While history repeated itself again with a victory for the Johnnies, Myers said going into the game, this year’s competition made him a little nervous.
“Before the match, I was pretty concerned. The Naval Academy has stepped up their practice this year. Their technique is better, their strategy is better, so I was a little worried to begin with,” said Myers. “It was more fulfilling beating the Naval Academy when they were better at playing croquet.”
Midshipman 1st class Dan Abney, imperial wicket for the academy, said he thinks next year the Mids should really give the Johnnies a run for their money.
But the game wasn’t the main attraction.
For some, it was the fashion—as many donned hats that could have fit right in among the attendees at the royal wedding.
Laura Willwerth, a student at St. John’s Graduate Institute said her attire was inspired by a “1920’s tea-parties” theme.
For some, it’s curiosity.
Charlie Stewart of Virginia Beach, VA, a graduate of the U.S. Naval Academy’s class of 1961, attended for the first time while he was in Annapolis for his 50th class reunion.

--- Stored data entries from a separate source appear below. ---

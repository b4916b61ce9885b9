//! AES-128-CBC with length-trailer padding
//!
//! # Padding
//!
//! Not PKCS#7. The plaintext is cut into 16-byte blocks and only the last
//! partial block is right-filled with ASCII `'0'`. One more block is always
//! appended that holds the original length as 16 ASCII decimal digits:
//!
//! ```text
//! "hello"  →  "hello00000000000" "0000000000000005"
//! ```
//!
//! Unpadding parses the trailer and keeps that many leading bytes, which
//! drops filler and trailer with one slice. A block-aligned plaintext still
//! gets the trailer block, so ciphertext length is always
//! `ceil(len / 16) * 16 + 16`.
//!
//! # Integrity
//!
//! There is none. A trailer that fails to parse is a hint that the key or
//! data is wrong, but a flipped bit in any block other than the last two
//! decrypts without complaint. Authenticate ciphertext with [`crate::mac`]
//! before trusting the output of [`decrypt`].

use crate::{
    aes::{BLOCK_SIZE, Block, RoundKeySchedule, decrypt_array, encrypt_array},
    error::CryptoError,
};

/// IV size in bytes
pub const IV_SIZE: usize = BLOCK_SIZE;

/// Width of the decimal length trailer
const TRAILER_SIZE: usize = BLOCK_SIZE;

/// Filler byte for the final partial block
const FILLER: u8 = b'0';

/// Largest length representable in the 16-digit trailer
const MAX_PLAINTEXT_LEN: u64 = 9_999_999_999_999_999;

/// Apply length-trailer padding.
///
/// # Errors
///
/// - `PlaintextTooLong` if the length needs more than 16 decimal digits
pub fn pad(plaintext: &[u8]) -> Result<Vec<u8>, CryptoError> {
    if plaintext.len() as u64 > MAX_PLAINTEXT_LEN {
        return Err(CryptoError::PlaintextTooLong { len: plaintext.len() });
    }

    let body_len = plaintext.len().div_ceil(BLOCK_SIZE) * BLOCK_SIZE;
    let mut padded = Vec::with_capacity(body_len + TRAILER_SIZE);
    padded.extend_from_slice(plaintext);
    padded.resize(body_len, FILLER);
    padded.extend_from_slice(format!("{:0width$}", plaintext.len(), width = TRAILER_SIZE).as_bytes());

    debug_assert_eq!(padded.len() % BLOCK_SIZE, 0);
    Ok(padded)
}

/// Strip length-trailer padding.
///
/// # Errors
///
/// - `InvalidCiphertextLength` if `padded` is shorter than the trailer
/// - `InvalidPadding` if the trailer is not 16 ASCII digits or claims more
///   bytes than precede it
pub fn unpad(padded: &[u8]) -> Result<Vec<u8>, CryptoError> {
    let Some(body_len) = padded.len().checked_sub(TRAILER_SIZE) else {
        return Err(CryptoError::InvalidCiphertextLength { len: padded.len() });
    };
    let (body, trailer) = padded.split_at(body_len);

    if !trailer.iter().all(u8::is_ascii_digit) {
        return Err(CryptoError::InvalidPadding {
            reason: "length trailer is not decimal".to_string(),
        });
    }

    let len = trailer.iter().fold(0u64, |acc, digit| acc * 10 + u64::from(digit - b'0'));
    let len = usize::try_from(len).map_err(|_| CryptoError::InvalidPadding {
        reason: format!("length {len} does not fit in memory"),
    })?;

    if len > body.len() {
        return Err(CryptoError::InvalidPadding {
            reason: format!("length {len} exceeds {} decrypted bytes", body.len()),
        });
    }

    Ok(body[..len].to_vec())
}

/// Pad then encrypt with AES-128-CBC.
///
/// # Errors
///
/// - `InvalidKeySize`, `InvalidIvSize` for wrong-sized inputs
/// - `PlaintextTooLong` (see [`pad`])
pub fn encrypt(plaintext: &[u8], key: &[u8], iv: &[u8]) -> Result<Vec<u8>, CryptoError> {
    let schedule = RoundKeySchedule::expand(key)?;
    encrypt_with_schedule(plaintext, &schedule, as_iv(iv)?)
}

/// Decrypt with AES-128-CBC then unpad.
///
/// # Errors
///
/// - `InvalidKeySize`, `InvalidIvSize` for wrong-sized inputs
/// - `InvalidCiphertextLength` if not a positive multiple of 16
/// - `InvalidPadding` (see [`unpad`])
pub fn decrypt(ciphertext: &[u8], key: &[u8], iv: &[u8]) -> Result<Vec<u8>, CryptoError> {
    let schedule = RoundKeySchedule::expand(key)?;
    decrypt_with_schedule(ciphertext, &schedule, as_iv(iv)?)
}

/// [`encrypt`] with a pre-expanded key.
pub fn encrypt_with_schedule(
    plaintext: &[u8],
    schedule: &RoundKeySchedule,
    iv: &Block,
) -> Result<Vec<u8>, CryptoError> {
    let padded = pad(plaintext)?;
    encrypt_blocks(&padded, schedule, iv)
}

/// [`decrypt`] with a pre-expanded key.
pub fn decrypt_with_schedule(
    ciphertext: &[u8],
    schedule: &RoundKeySchedule,
    iv: &Block,
) -> Result<Vec<u8>, CryptoError> {
    let padded = decrypt_blocks(ciphertext, schedule, iv)?;
    unpad(&padded)
}

/// CBC-encrypt block-aligned data without padding.
///
/// # Errors
///
/// - `InvalidCiphertextLength` if `data` is empty or not block-aligned
pub fn encrypt_blocks(
    data: &[u8],
    schedule: &RoundKeySchedule,
    iv: &Block,
) -> Result<Vec<u8>, CryptoError> {
    check_aligned(data)?;

    let mut output = Vec::with_capacity(data.len());
    let mut chain = *iv;

    for chunk in data.chunks_exact(BLOCK_SIZE) {
        let mut block = [0u8; BLOCK_SIZE];
        for (out, (byte, prev)) in block.iter_mut().zip(chunk.iter().zip(chain.iter())) {
            *out = byte ^ prev;
        }
        chain = encrypt_array(&block, schedule);
        output.extend_from_slice(&chain);
    }

    Ok(output)
}

/// CBC-decrypt block-aligned data without unpadding.
///
/// The chain value for block `i + 1` is ciphertext block `i` as received,
/// never the decrypted block.
///
/// # Errors
///
/// - `InvalidCiphertextLength` if `data` is empty or not block-aligned
pub fn decrypt_blocks(
    data: &[u8],
    schedule: &RoundKeySchedule,
    iv: &Block,
) -> Result<Vec<u8>, CryptoError> {
    check_aligned(data)?;

    let mut output = Vec::with_capacity(data.len());
    let mut chain = *iv;

    for chunk in data.chunks_exact(BLOCK_SIZE) {
        let mut cipher_block = [0u8; BLOCK_SIZE];
        cipher_block.copy_from_slice(chunk);

        let intermediate = decrypt_array(&cipher_block, schedule);
        output.extend(intermediate.iter().zip(chain.iter()).map(|(byte, prev)| byte ^ prev));

        chain = cipher_block;
    }

    Ok(output)
}

/// Ciphertext length for a plaintext of `plaintext_len` bytes.
pub fn ciphertext_len(plaintext_len: usize) -> usize {
    plaintext_len.div_ceil(BLOCK_SIZE) * BLOCK_SIZE + TRAILER_SIZE
}

fn check_aligned(data: &[u8]) -> Result<(), CryptoError> {
    if data.is_empty() || data.len() % BLOCK_SIZE != 0 {
        return Err(CryptoError::InvalidCiphertextLength { len: data.len() });
    }
    Ok(())
}

fn as_iv(iv: &[u8]) -> Result<&Block, CryptoError> {
    iv.try_into().map_err(|_| CryptoError::InvalidIvSize { expected: IV_SIZE, actual: iv.len() })
}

“The probability of finding an event like this ... is next to nil,” he said.
“It’s crazy,” said Midshipman 4th class Kerstin Ceaser, who added that a lot of people, particularly upperclassmen, seemed to be having fun.
For others, it’s the memories.
Isaac Opalinsky, a St. John’s graduate in the class of '99, played for the team his senior year—one of the years they went 5-0, won the national championship and triumphed over Ginger Cove.
Seven years ago, he proposed to his wife, Dana, at the match. On Saturday, they were there watching with their 22-month-old son, Rhodes.
“I originally came to St. John’s because I heard about croquet ... That was how I learned about the college,” he said.
People travel far and wide to attend the event. Betsy Pasley of San Antonio, TX, was there to watch her son, Clayton “Tex” Pasley, a Johnnie.
“I don’t think there’s any other event like this that I’ve ever been to,” she said.
The tradition is rumored to have started in 1982 when the commandant of midshipmen at the U.S. Naval Academy told a Johnny that the "mids could beat them at any sport," the St. John's website states. It has continued ever since.
"I think people appreciate the David and Goliath aspect of it," said Leo Pickens, director of athletics for St. John's college, adding that the fact that "David is able to keep beating up on Goliath" makes it very interesting.
Luckily for Myers, despite his team losing the national championship, David prevailed over Goliath again this year.
“We got second place at the national tournament a couple of weeks ago and that was the end of a seven-year streak of St. John's winning every single one," Myers said. "So, if we had lost this as well, then I would have been the worst imperial wicket in seven years."
Editor's Note: This story did not publish Monday as originally promoted, because of breaking news.